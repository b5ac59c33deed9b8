//! Suture CLI entrypoint.

use std::io::{self, Write};
use std::process::ExitCode;

use ortho_config::OrthoConfig;
use suture::{OperationMode, PatchError, SutureConfig};
use tracing_subscriber::EnvFilter;

mod cli;

#[tokio::main]
async fn main() -> ExitCode {
    init_tracing();

    match run().await {
        Ok(()) => ExitCode::SUCCESS,
        Err(error) => {
            if writeln!(io::stderr().lock(), "{error}").is_err() {
                return ExitCode::FAILURE;
            }
            ExitCode::FAILURE
        }
    }
}

/// Installs a stderr subscriber filtered by `RUST_LOG`, defaulting to `info`.
fn init_tracing() {
    let filter = EnvFilter::try_from_default_env().unwrap_or_else(|_| EnvFilter::new("info"));
    tracing_subscriber::fmt()
        .with_env_filter(filter)
        .with_writer(io::stderr)
        .with_target(false)
        .init();
}

async fn run() -> Result<(), PatchError> {
    let config = load_config()?;
    config.validate()?;

    match config.operation_mode() {
        OperationMode::Locate => cli::locate::run(&config),
        OperationMode::DetectPaths => cli::detect_paths::run(&config),
        OperationMode::Submit => cli::submit::run(&config).await,
        OperationMode::UpdateBranch => cli::update_branch::run(&config).await,
        OperationMode::ListPulls
        | OperationMode::Approve
        | OperationMode::Comment
        | OperationMode::Merge
        | OperationMode::Close
        | OperationMode::DeleteBranch => cli::pull_requests::run(&config).await,
        OperationMode::Unspecified => Err(PatchError::Configuration {
            message: "nothing to do: pass --file with --offset or --detect-paths, \
                      --manifest, --update-branch, --comment-on, --list-pulls, \
                      --approve, --merge, --close or --delete-branch"
                .to_owned(),
        }),
    }
}

/// Loads configuration from CLI, environment, and files.
///
/// # Errors
///
/// Returns [`PatchError::Configuration`] when ortho-config fails to parse
/// arguments or load configuration files.
fn load_config() -> Result<SutureConfig, PatchError> {
    SutureConfig::load().map_err(|error| PatchError::Configuration {
        message: error.to_string(),
    })
}
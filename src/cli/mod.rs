//! CLI operation mode handlers.
//!
//! - [`locate`]: Print the function region around a byte offset
//! - [`detect_paths`]: Print file paths mentioned in a text file
//! - [`submit`]: Commit a manifest of edits and open a pull request
//! - [`update_branch`]: Commit a manifest of edits onto an existing branch
//! - [`pull_requests`]: List, approve, comment on, merge or close pull
//!   requests and delete branches
//!
//! Output formatting utilities are in [`output`].

pub mod detect_paths;
pub mod locate;
pub mod output;
pub mod pull_requests;
pub mod submit;
pub mod update_branch;

#[cfg(test)]
pub mod test_utils;
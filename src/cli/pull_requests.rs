//! Pull request listing, review and housekeeping operations.

use std::io::{self, Write};

use serde::Serialize;
use suture::github::{ContentGateway, PullRequestGateway, StateChange};
use suture::{
    OctocrabHostingGateway, OperationMode, PatchError, PersonalAccessToken, PullRequestOps,
    RepositoryLocator, SutureConfig,
};

use super::output::write_json;

/// Result printed by approve, comment, merge, close and branch deletion.
#[derive(Debug, Serialize)]
#[serde(rename_all = "camelCase")]
struct ActionOutput<'a> {
    success: bool,
    action: &'a str,
    #[serde(skip_serializing_if = "Option::is_none")]
    number: Option<u64>,
    #[serde(skip_serializing_if = "Option::is_none")]
    branch: Option<&'a str>,
    #[serde(skip_serializing_if = "Option::is_none")]
    review_id: Option<u64>,
    #[serde(skip_serializing_if = "Option::is_none")]
    comment_id: Option<u64>,
    #[serde(skip_serializing_if = "Option::is_none")]
    change: Option<StateChange>,
}

impl<'a> ActionOutput<'a> {
    const fn new(action: &'a str) -> Self {
        Self {
            success: true,
            action,
            number: None,
            branch: None,
            review_id: None,
            comment_id: None,
            change: None,
        }
    }
}

/// Runs the pull request operation selected by `config`.
///
/// # Errors
///
/// Returns [`PatchError::Configuration`] if required configuration is
/// missing, otherwise propagates GitHub failures.
pub async fn run(config: &SutureConfig) -> Result<(), PatchError> {
    let mut stdout = io::stdout().lock();
    run_with_gateway_builder(config, OctocrabHostingGateway::for_token, &mut stdout).await
}

/// Runs the selected operation using a custom gateway builder.
///
/// This function is exposed for testing with fake gateways.
pub async fn run_with_gateway_builder<G, F, W>(
    config: &SutureConfig,
    build_gateway: F,
    writer: &mut W,
) -> Result<(), PatchError>
where
    G: ContentGateway + PullRequestGateway,
    F: FnOnce(&PersonalAccessToken, &RepositoryLocator) -> Result<G, PatchError>,
    W: Write,
{
    let repo_url = config.require_repo_url()?;
    let locator = config.repository_locator()?;
    let token = config.resolve_token()?;
    let gateway = build_gateway(&token, &locator)?;
    let ops = PullRequestOps::new(&gateway, &gateway);

    match (config.operation_mode(), config.approve, config.merge, config.close) {
        (OperationMode::ListPulls, ..) => {
            let open = ops.list_open_pull_requests(repo_url).await?;
            write_json(writer, &open)
        }
        (OperationMode::Approve, Some(number), ..) => {
            let review_id = ops
                .approve_pull_request(repo_url, number, config.description.clone())
                .await?;
            write_json(
                writer,
                &ActionOutput {
                    number: Some(number),
                    review_id: Some(review_id),
                    ..ActionOutput::new("approve")
                },
            )
        }
        (OperationMode::Comment, ..) => {
            let number = config.comment_on.unwrap_or_default();
            let body = config.description.as_deref().unwrap_or_default();
            let comment_id = ops.comment_on_pull_request(repo_url, number, body).await?;
            write_json(
                writer,
                &ActionOutput {
                    number: Some(number),
                    comment_id: Some(comment_id),
                    ..ActionOutput::new("comment")
                },
            )
        }
        (OperationMode::Merge, _, Some(number), _) => {
            let change = ops.merge_pull_request(repo_url, number).await?;
            write_json(
                writer,
                &ActionOutput {
                    number: Some(number),
                    change: Some(change),
                    ..ActionOutput::new("merge")
                },
            )
        }
        (OperationMode::Close, .., Some(number)) => {
            let change = ops.close_pull_request(repo_url, number).await?;
            write_json(
                writer,
                &ActionOutput {
                    number: Some(number),
                    change: Some(change),
                    ..ActionOutput::new("close")
                },
            )
        }
        (OperationMode::DeleteBranch, ..) => {
            let branch = config.delete_branch.as_deref().unwrap_or_default();
            ops.delete_branch(repo_url, branch).await?;
            write_json(
                writer,
                &ActionOutput {
                    branch: Some(branch),
                    ..ActionOutput::new("deleteBranch")
                },
            )
        }
        (mode, ..) => Err(PatchError::Configuration {
            message: format!("{mode:?} is not a pull request operation"),
        }),
    }
}
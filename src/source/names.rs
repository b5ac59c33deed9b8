//! Best-effort function name extraction for labelling located regions.

use std::sync::LazyLock;

use regex::Regex;

static DECLARATION: LazyLock<Option<Regex>> = LazyLock::new(|| {
    Regex::new(
        r"(?:export\s+)?(?:async\s+)?(?:function\s+|const\s+|let\s+|var\s+)?\s*([a-zA-Z0-9_$]+)\s*(?:[:=(]|\s*=>)",
    )
    .ok()
});

static METHOD: LazyLock<Option<Regex>> = LazyLock::new(|| {
    Regex::new(r"^\s*(?:async\s+)?(?:get\s+|set\s+)?([a-zA-Z0-9_$]+)\s*\(").ok()
});

const CONTROL_FLOW: [&str; 6] = ["if", "for", "while", "switch", "catch", "constructor"];

/// Extracts a function or method name from a single declaration line.
///
/// Declaration forms (`export async function name(`, `const name =`) are
/// tried before method shorthand (`async get name(`). Control-flow keywords
/// that look like calls are never reported. `None` is an ordinary result.
///
/// # Example
///
/// ```
/// use suture::source::extract_name;
///
/// assert_eq!(
///     extract_name("export async function loadUser(id) {").as_deref(),
///     Some("loadUser")
/// );
/// assert_eq!(extract_name("  if (ready) {"), None);
/// ```
#[must_use]
pub fn extract_name(line: &str) -> Option<String> {
    capture_name(&DECLARATION, line).or_else(|| capture_name(&METHOD, line))
}

fn capture_name(pattern: &LazyLock<Option<Regex>>, line: &str) -> Option<String> {
    let regex = pattern.as_ref()?;
    let name = regex.captures(line)?.get(1)?.as_str();
    if CONTROL_FLOW.contains(&name) {
        None
    } else {
        Some(name.to_owned())
    }
}
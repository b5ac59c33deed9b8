//! JSON output helpers for CLI operations.

use std::fs;
use std::io::{self, Write};

use serde::Serialize;
use suture::github::{CommitOutcome, FailedStep};
use suture::{CommitReport, FileEdit, PatchError, RepositoryLocator, SutureConfig};

/// Writes `value` as pretty-printed JSON followed by a newline.
pub fn write_json<W: Write, T: Serialize + ?Sized>(
    writer: &mut W,
    value: &T,
) -> Result<(), PatchError> {
    serde_json::to_writer_pretty(&mut *writer, value).map_err(|error| PatchError::Io {
        message: format!("serialise output: {error}"),
    })?;
    writeln!(writer).map_err(|error| io_error(&error))
}

/// Reads a UTF-8 input file named in configuration.
pub fn read_input(path: &str) -> Result<String, PatchError> {
    fs::read_to_string(path).map_err(|error| PatchError::Io {
        message: format!("read {path}: {error}"),
    })
}

/// Reads a JSON array of `{ "path", "content" }` edits.
pub fn read_manifest(path: &str) -> Result<Vec<FileEdit>, PatchError> {
    let raw = read_input(path)?;
    serde_json::from_str(&raw).map_err(|error| PatchError::Configuration {
        message: format!("manifest {path} is not a JSON array of file edits: {error}"),
    })
}

/// Resolves the configured repository for a commit run.
///
/// A URL that does not name a GitHub repository still produces the
/// `{success: false, error}` report before the error is returned.
pub fn resolve_repository<W: Write>(
    config: &SutureConfig,
    writer: &mut W,
) -> Result<RepositoryLocator, PatchError> {
    match config.repository_locator() {
        Err(error @ PatchError::InvalidRepoUrl { .. }) => {
            let report = CommitReport {
                branch: None,
                committed: Vec::new(),
                outcome: CommitOutcome::Failed {
                    step: FailedStep::ResolveRepository,
                    error: error.clone(),
                },
            };
            write_json(writer, &report.into_response())?;
            Err(error)
        }
        resolved => resolved,
    }
}

/// Converts an I/O error to a [`PatchError::Io`].
pub(crate) fn io_error(error: &io::Error) -> PatchError {
    PatchError::Io {
        message: error.to_string(),
    }
}
//! Branch reference and file content operations.

use async_trait::async_trait;
use http::{StatusCode, Uri};

use crate::error::PatchError;
use crate::github::locator::RepositoryLocator;
use crate::github::models::{
    ApiContentEntry, ApiCreateRef, ApiPutContent, ApiPutContentResponse, ApiRef, FileWrite,
    FileWriteOutcome,
};

use super::error_mapping::{
    extract_github_message, is_not_found, map_content_write_error, map_http_error,
    map_octocrab_error, map_ref_create_error, map_ref_read_error,
};
use super::{ContentGateway, OctocrabHostingGateway};

#[async_trait]
impl ContentGateway for OctocrabHostingGateway {
    async fn branch_head(
        &self,
        repo: &RepositoryLocator,
        branch: &str,
    ) -> Result<String, PatchError> {
        self.client
            .get::<ApiRef, _, _>(repo.branch_ref_path(branch), None::<&()>)
            .await
            .map(|reference| reference.object.sha)
            .map_err(|error| map_ref_read_error(branch, &error))
    }

    async fn create_branch(
        &self,
        repo: &RepositoryLocator,
        branch: &str,
        sha: &str,
    ) -> Result<(), PatchError> {
        let body = ApiCreateRef {
            reference: format!("refs/heads/{branch}"),
            sha,
        };
        self.client
            .post::<_, serde_json::Value>(repo.refs_path(), Some(&body))
            .await
            .map(|_| ())
            .map_err(|error| map_ref_create_error(branch, &error))
    }

    async fn delete_branch(
        &self,
        repo: &RepositoryLocator,
        branch: &str,
    ) -> Result<(), PatchError> {
        let uri: Uri = repo
            .branch_refs_path(branch)
            .parse::<Uri>()
            .map_err(|error| PatchError::Configuration {
                message: format!("invalid branch path for '{branch}': {error}"),
            })?;

        let response = self
            .client
            ._delete(uri, None::<&()>)
            .await
            .map_err(|error| map_octocrab_error("delete branch", &error))?;

        match response.status() {
            StatusCode::NO_CONTENT | StatusCode::OK => Ok(()),
            status => {
                let body = self
                    .client
                    .body_to_string(response)
                    .await
                    .unwrap_or_else(|_| String::new());

                Err(map_http_error(
                    "delete branch",
                    status,
                    extract_github_message(&body),
                ))
            }
        }
    }

    async fn file_sha(
        &self,
        repo: &RepositoryLocator,
        path: &str,
        branch: &str,
    ) -> Result<Option<String>, PatchError> {
        let params = [("ref", branch)];
        match self
            .client
            .get::<ApiContentEntry, _, _>(repo.contents_path(path), Some(&params))
            .await
        {
            Ok(entry) => Ok(Some(entry.sha)),
            Err(error) if is_not_found(&error) => Ok(None),
            Err(error) => Err(map_octocrab_error("read file", &error)),
        }
    }

    async fn put_file(
        &self,
        repo: &RepositoryLocator,
        write: &FileWrite,
    ) -> Result<FileWriteOutcome, PatchError> {
        let body = ApiPutContent {
            message: &write.message,
            content: &write.encoded_content,
            branch: &write.branch,
            sha: write.sha.as_deref(),
        };
        self.client
            .put::<ApiPutContentResponse, _, _>(repo.contents_path(&write.path), Some(&body))
            .await
            .map(FileWriteOutcome::from)
            .map_err(|error| map_content_write_error(&write.path, &error))
    }
}
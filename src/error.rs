//! Error types shared by the source scanner and the GitHub pipeline.

use thiserror::Error;

/// Errors surfaced while locating source regions or talking to GitHub.
///
/// Every variant is terminal for the operation that produced it: the
/// pipeline never retries, guesses a region, or rolls back commits that
/// already landed.
#[derive(Debug, Clone, Error, PartialEq, Eq)]
pub enum PatchError {
    /// No balanced function body encloses the requested offset.
    #[error("no balanced function body found near offset {offset}")]
    BoundaryNotFound {
        /// Offset the caller asked about.
        offset: usize,
    },

    /// A region did not fit the text it was applied to.
    #[error("region {start}..{end} does not fit text of length {len}")]
    RegionOutOfBounds {
        /// Region start offset.
        start: usize,
        /// Region end offset.
        end: usize,
        /// Length of the text the region was applied to.
        len: usize,
    },

    /// The repository URL does not name a GitHub owner and repository.
    #[error("Invalid GitHub URL")]
    InvalidRepoUrl {
        /// The rejected input, kept for logging.
        input: String,
    },

    /// A file edit cannot be committed as supplied.
    #[error("invalid file edit at index {index}: {message}")]
    InvalidFileEdit {
        /// Position of the edit in the submitted batch.
        index: usize,
        /// Why the edit was rejected.
        message: String,
    },

    /// The pull request number is not a positive integer.
    #[error("pull request number must be a positive integer")]
    InvalidPullRequestNumber,

    /// The authentication token was missing.
    #[error("GitHub token missing")]
    MissingToken,

    /// The authentication token was rejected by GitHub.
    #[error("GitHub rejected the token: {message}")]
    Authentication {
        /// GitHub error message returned with the 401/403 response.
        message: String,
    },

    /// The base branch reference could not be found.
    #[error("branch '{branch}' not found: {message}")]
    RefNotFound {
        /// Branch that was looked up.
        branch: String,
        /// Response detail from GitHub.
        message: String,
    },

    /// The new branch reference already exists.
    #[error("branch '{branch}' already exists: {message}")]
    RefCreateConflict {
        /// Branch that could not be created.
        branch: String,
        /// Response detail from GitHub.
        message: String,
    },

    /// A file update carried a stale blob SHA.
    #[error("content conflict writing '{path}': {message}")]
    ContentConflict {
        /// Repository-relative path that was being written.
        path: String,
        /// Response detail from GitHub.
        message: String,
    },

    /// The pull request cannot be merged in its current state.
    #[error("pull request #{number} cannot be merged: {message}")]
    PullRequestNotMergeable {
        /// Pull request number.
        number: u64,
        /// Reason reported by GitHub or derived from the PR state.
        message: String,
    },

    /// GitHub returned a non-authentication API error.
    #[error("GitHub API error: {message}")]
    Api {
        /// Response body from GitHub describing the failure.
        message: String,
    },

    /// Networking failed while calling GitHub.
    #[error("network error talking to GitHub: {message}")]
    Network {
        /// Transport-level error detail.
        message: String,
    },

    /// Local I/O operation failed.
    #[error("I/O error: {message}")]
    Io {
        /// Error detail from the underlying I/O operation.
        message: String,
    },

    /// Configuration could not be loaded or is incomplete.
    #[error("configuration error: {message}")]
    Configuration {
        /// Details about the configuration failure.
        message: String,
    },
}
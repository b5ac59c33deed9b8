//! Gateways for writing branches, files and pull requests through Octocrab.
//!
//! The pipeline talks to GitHub only through the [`ContentGateway`] and
//! [`PullRequestGateway`] traits, so tests can substitute mocks while
//! [`OctocrabHostingGateway`] performs the real HTTP requests.

mod client;
mod contents;
mod error_mapping;
mod pull_requests;

#[cfg(test)]
mod tests;

use async_trait::async_trait;
use octocrab::Octocrab;

use crate::error::PatchError;
use crate::github::locator::{PersonalAccessToken, PullRequestNumber, RepositoryLocator};
use crate::github::models::{
    CreatedPullRequest, FileWrite, FileWriteOutcome, NewPullRequest, PullRequestStatus,
    PullRequestSummary,
};

use client::build_octocrab_client;

/// Gateway for branch references and repository contents.
#[cfg_attr(test, mockall::automock)]
#[async_trait]
pub trait ContentGateway: Send + Sync {
    /// Returns the commit SHA at the head of `branch`.
    async fn branch_head(
        &self,
        repo: &RepositoryLocator,
        branch: &str,
    ) -> Result<String, PatchError>;

    /// Creates `refs/heads/<branch>` pointing at `sha`.
    async fn create_branch(
        &self,
        repo: &RepositoryLocator,
        branch: &str,
        sha: &str,
    ) -> Result<(), PatchError>;

    /// Deletes `refs/heads/<branch>`.
    async fn delete_branch(&self, repo: &RepositoryLocator, branch: &str)
    -> Result<(), PatchError>;

    /// Returns the blob SHA of `path` on `branch`, or `None` when the file
    /// does not exist there.
    async fn file_sha(
        &self,
        repo: &RepositoryLocator,
        path: &str,
        branch: &str,
    ) -> Result<Option<String>, PatchError>;

    /// Creates or replaces a file with a single commit.
    async fn put_file(
        &self,
        repo: &RepositoryLocator,
        write: &FileWrite,
    ) -> Result<FileWriteOutcome, PatchError>;
}

/// Gateway for pull request operations.
#[cfg_attr(test, mockall::automock)]
#[async_trait]
pub trait PullRequestGateway: Send + Sync {
    /// Opens a pull request.
    async fn create_pull_request(
        &self,
        repo: &RepositoryLocator,
        request: &NewPullRequest,
    ) -> Result<CreatedPullRequest, PatchError>;

    /// Lists the first page of open pull requests.
    async fn list_open_pull_requests(
        &self,
        repo: &RepositoryLocator,
    ) -> Result<Vec<PullRequestSummary>, PatchError>;

    /// Fetches the merge-relevant state of one pull request.
    async fn pull_request(
        &self,
        repo: &RepositoryLocator,
        number: PullRequestNumber,
    ) -> Result<PullRequestStatus, PatchError>;

    /// Submits an approving review and returns the review id.
    async fn approve_pull_request(
        &self,
        repo: &RepositoryLocator,
        number: PullRequestNumber,
        body: Option<String>,
    ) -> Result<u64, PatchError>;

    /// Squash-merges a pull request.
    async fn merge_pull_request(
        &self,
        repo: &RepositoryLocator,
        number: PullRequestNumber,
    ) -> Result<(), PatchError>;

    /// Posts an issue comment on a pull request and returns its id.
    async fn comment_on_pull_request(
        &self,
        repo: &RepositoryLocator,
        number: PullRequestNumber,
        body: &str,
    ) -> Result<u64, PatchError>;

    /// Closes a pull request without merging.
    async fn close_pull_request(
        &self,
        repo: &RepositoryLocator,
        number: PullRequestNumber,
    ) -> Result<(), PatchError>;
}

/// Octocrab-backed gateway implementing both hosting traits.
pub struct OctocrabHostingGateway {
    client: Octocrab,
}

impl OctocrabHostingGateway {
    /// Creates a new gateway from an Octocrab client.
    #[must_use]
    pub const fn new(client: Octocrab) -> Self {
        Self { client }
    }

    /// Builds an Octocrab client for the given token and repository host.
    ///
    /// # Errors
    ///
    /// Returns `PatchError::Configuration` when the API base cannot be parsed
    /// or `PatchError::Api` when Octocrab fails to construct a client.
    pub fn for_token(
        token: &PersonalAccessToken,
        repo: &RepositoryLocator,
    ) -> Result<Self, PatchError> {
        let octocrab = build_octocrab_client(token, repo.api_base().as_str())?;
        Ok(Self::new(octocrab))
    }
}
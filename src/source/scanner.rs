//! Comment- and string-aware byte scanner.
//!
//! The scanner walks source text one byte at a time and reports which
//! structural characters (`(`, `)`, `{`, `}`) occur in code context. Bytes
//! inside line comments, block comments and string literals are consumed
//! silently, so braces or comment markers inside `"{not a brace}"` never
//! disturb the depth counters.
//!
//! All delimiters the scanner reacts to are ASCII, which keeps every offset
//! it reports on a UTF-8 character boundary.

/// Lexical context of the byte most recently fed to a [`Scanner`].
#[derive(Debug, Clone, Copy, PartialEq, Eq, Default)]
pub enum ScanState {
    /// Ordinary code.
    #[default]
    Code,
    /// Inside a `//` comment, up to the end of the line.
    LineComment,
    /// Inside a `/* ... */` comment.
    BlockComment,
    /// Inside a string literal opened by the contained quote byte.
    Str(u8),
}

/// Structural character observed in code context.
#[derive(Debug, Clone, Copy, PartialEq, Eq)]
pub enum Token {
    /// Any byte without structural meaning, or a byte inside a comment or
    /// string.
    Other,
    /// `(` in code.
    OpenParen,
    /// `)` in code.
    CloseParen,
    /// `{` in code.
    OpenBrace,
    /// `}` in code.
    CloseBrace,
}

/// Single-pass state machine tracking comment/string context and nesting.
#[derive(Debug, Clone, Default)]
pub struct Scanner {
    state: ScanState,
    slash_pending: bool,
    star_pending: bool,
    escaped: bool,
    paren_depth: i64,
    brace_depth: i64,
}

impl Scanner {
    /// Creates a scanner positioned in code context with zero depth.
    #[must_use]
    pub const fn new() -> Self {
        Self {
            state: ScanState::Code,
            slash_pending: false,
            star_pending: false,
            escaped: false,
            paren_depth: 0,
            brace_depth: 0,
        }
    }

    /// Current lexical context.
    #[must_use]
    pub const fn state(&self) -> ScanState {
        self.state
    }

    /// Running count of unmatched code-context `(`.
    ///
    /// Goes negative when a scan starts inside an argument list and meets
    /// its closing parenthesis first.
    #[must_use]
    pub const fn paren_depth(&self) -> i64 {
        self.paren_depth
    }

    /// Running count of unmatched code-context `{`.
    #[must_use]
    pub const fn brace_depth(&self) -> i64 {
        self.brace_depth
    }

    /// Advances the machine by one byte and reports its structural meaning.
    pub fn feed(&mut self, byte: u8) -> Token {
        match self.state {
            ScanState::LineComment => {
                if byte == b'\n' {
                    self.state = ScanState::Code;
                }
                Token::Other
            }
            ScanState::BlockComment => {
                if byte == b'/' && self.star_pending {
                    self.state = ScanState::Code;
                }
                self.star_pending = byte == b'*';
                Token::Other
            }
            ScanState::Str(quote) => {
                self.feed_string(quote, byte);
                Token::Other
            }
            ScanState::Code => self.feed_code(byte),
        }
    }

    fn feed_string(&mut self, quote: u8, byte: u8) {
        if self.escaped {
            self.escaped = false;
        } else if byte == b'\\' {
            self.escaped = true;
        } else if byte == quote || (byte == b'\n' && quote != b'`') {
            // Plain quotes cannot span lines; ending them at the newline keeps
            // a stray apostrophe from swallowing the rest of the file.
            self.state = ScanState::Code;
        }
    }

    fn feed_code(&mut self, byte: u8) -> Token {
        let after_slash = self.slash_pending;
        self.slash_pending = false;

        match byte {
            b'/' if after_slash => {
                self.state = ScanState::LineComment;
                Token::Other
            }
            b'*' if after_slash => {
                self.state = ScanState::BlockComment;
                self.star_pending = false;
                Token::Other
            }
            b'/' => {
                self.slash_pending = true;
                Token::Other
            }
            b'"' | b'\'' | b'`' => {
                self.state = ScanState::Str(byte);
                self.escaped = false;
                Token::Other
            }
            b'(' => {
                self.paren_depth += 1;
                Token::OpenParen
            }
            b')' => {
                self.paren_depth -= 1;
                Token::CloseParen
            }
            b'{' => {
                self.brace_depth += 1;
                Token::OpenBrace
            }
            b'}' => {
                self.brace_depth -= 1;
                Token::CloseBrace
            }
            _ => Token::Other,
        }
    }
}
//! Commits a manifest of file edits on a new branch and opens a pull request.

use std::io::{self, Write};

use suture::github::{ContentGateway, PullRequestGateway};
use suture::{
    BranchCommitter, CommitRequest, OctocrabHostingGateway, PatchError, PersonalAccessToken,
    RepositoryLocator, SutureConfig,
};

use super::output::{read_manifest, resolve_repository, write_json};

/// Runs the commit pipeline for `--manifest`.
///
/// # Errors
///
/// Returns [`PatchError::Configuration`] if required configuration is
/// missing, [`PatchError::Io`] if the manifest cannot be read, or the first
/// error of a failed run after its report has been printed. A repository URL
/// that does not name a GitHub repository is reported the same way.
pub async fn run(config: &SutureConfig) -> Result<(), PatchError> {
    let mut stdout = io::stdout().lock();
    run_with_gateway_builder(config, OctocrabHostingGateway::for_token, &mut stdout).await
}

/// Runs the commit pipeline using a custom gateway builder.
///
/// This function is exposed for testing with fake gateways.
pub async fn run_with_gateway_builder<G, F, W>(
    config: &SutureConfig,
    build_gateway: F,
    writer: &mut W,
) -> Result<(), PatchError>
where
    G: ContentGateway + PullRequestGateway,
    F: FnOnce(&PersonalAccessToken, &RepositoryLocator) -> Result<G, PatchError>,
    W: Write,
{
    let request = commit_request(config)?;
    let locator = resolve_repository(config, writer)?;
    let token = config.resolve_token()?;
    let gateway = build_gateway(&token, &locator)?;

    let committer = BranchCommitter::new(&gateway, &gateway, config.commit_options());
    let report = committer.apply(&request).await;
    let failure = report.error().cloned();

    write_json(writer, &report.into_response())?;
    failure.map_or(Ok(()), Err)
}

fn commit_request(config: &SutureConfig) -> Result<CommitRequest, PatchError> {
    let manifest_path = config.manifest.as_deref().unwrap_or_default();
    let files = read_manifest(manifest_path)?;
    Ok(CommitRequest {
        repo_url: config.require_repo_url()?.to_owned(),
        files,
        title: config.require_title()?.to_owned(),
        description: config.description.clone().unwrap_or_default(),
        commit_message: config.commit_message.clone(),
        branch: config.branch.clone(),
    })
}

-- -- --

Aim of the task
Write out exactly the lines that fall from the line with "back commits that" to the line with "was looked up." in the records above, keeping both ends.

Problem solution
/// pipeline never retries, guesses a region, or rolls back commits that
/// already landed.
#[derive(Debug, Clone, Error, PartialEq, Eq)]
pub enum PatchError {
    /// No balanced function body encloses the requested offset.
    #[error("no balanced function body found near offset {offset}")]
    BoundaryNotFound {
        /// Offset the caller asked about.
        offset: usize,
    },

    /// A region did not fit the text it was applied to.
    #[error("region {start}..{end} does not fit text of length {len}")]
    RegionOutOfBounds {
        /// Region start offset.
        start: usize,
        /// Region end offset.
        end: usize,
        /// Length of the text the region was applied to.
        len: usize,
    },

    /// The repository URL does not name a GitHub owner and repository.
    #[error("Invalid GitHub URL")]
    InvalidRepoUrl {
        /// The rejected input, kept for logging.
        input: String,
    },

    /// A file edit cannot be committed as supplied.
    #[error("invalid file edit at index {index}: {message}")]
    InvalidFileEdit {
        /// Position of the edit in the submitted batch.
        index: usize,
        /// Why the edit was rejected.
        message: String,
    },

    /// The pull request number is not a positive integer.
    #[error("pull request number must be a positive integer")]
    InvalidPullRequestNumber,

    /// The authentication token was missing.
    #[error("GitHub token missing")]
    MissingToken,

    /// The authentication token was rejected by GitHub.
    #[error("GitHub rejected the token: {message}")]
    Authentication {
        /// GitHub error message returned with the 401/403 response.
        message: String,
    },

    /// The base branch reference could not be found.
    #[error("branch '{branch}' not found: {message}")]
    RefNotFound {
        /// Branch that was looked up.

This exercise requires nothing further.